*What to work on*
Where the string "sled" occurs in a line of the data below, that line should be copied.

Saved data entries:

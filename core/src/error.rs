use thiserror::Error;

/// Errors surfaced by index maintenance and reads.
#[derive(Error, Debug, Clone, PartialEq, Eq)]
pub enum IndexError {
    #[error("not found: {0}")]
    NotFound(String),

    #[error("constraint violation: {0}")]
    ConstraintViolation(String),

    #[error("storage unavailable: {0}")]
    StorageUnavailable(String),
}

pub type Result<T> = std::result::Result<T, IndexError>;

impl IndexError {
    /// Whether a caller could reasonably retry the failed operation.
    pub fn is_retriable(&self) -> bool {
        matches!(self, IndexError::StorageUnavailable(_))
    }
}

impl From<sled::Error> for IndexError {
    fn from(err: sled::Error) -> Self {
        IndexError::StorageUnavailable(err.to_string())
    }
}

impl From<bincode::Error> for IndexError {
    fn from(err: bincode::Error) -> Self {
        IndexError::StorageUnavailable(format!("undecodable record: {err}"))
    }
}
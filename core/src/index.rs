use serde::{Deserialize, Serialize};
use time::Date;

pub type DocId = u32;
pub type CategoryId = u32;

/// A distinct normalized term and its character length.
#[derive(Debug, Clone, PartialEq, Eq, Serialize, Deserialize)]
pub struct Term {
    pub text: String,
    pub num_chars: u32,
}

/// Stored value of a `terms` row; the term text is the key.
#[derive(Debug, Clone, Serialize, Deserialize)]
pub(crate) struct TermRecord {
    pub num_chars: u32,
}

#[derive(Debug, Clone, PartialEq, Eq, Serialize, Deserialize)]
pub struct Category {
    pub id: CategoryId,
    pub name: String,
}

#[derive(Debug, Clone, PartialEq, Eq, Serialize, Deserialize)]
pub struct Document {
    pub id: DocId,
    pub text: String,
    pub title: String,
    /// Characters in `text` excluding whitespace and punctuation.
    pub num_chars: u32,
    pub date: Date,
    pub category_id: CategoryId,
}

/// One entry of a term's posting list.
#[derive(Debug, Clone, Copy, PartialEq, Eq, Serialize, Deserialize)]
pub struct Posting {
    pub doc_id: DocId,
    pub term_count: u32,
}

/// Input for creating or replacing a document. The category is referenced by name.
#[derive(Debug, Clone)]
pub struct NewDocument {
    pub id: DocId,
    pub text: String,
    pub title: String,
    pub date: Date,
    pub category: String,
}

*Output of the task*
impl From<sled::Error> for IndexError {
    fn from(err: sled::Error) -> Self {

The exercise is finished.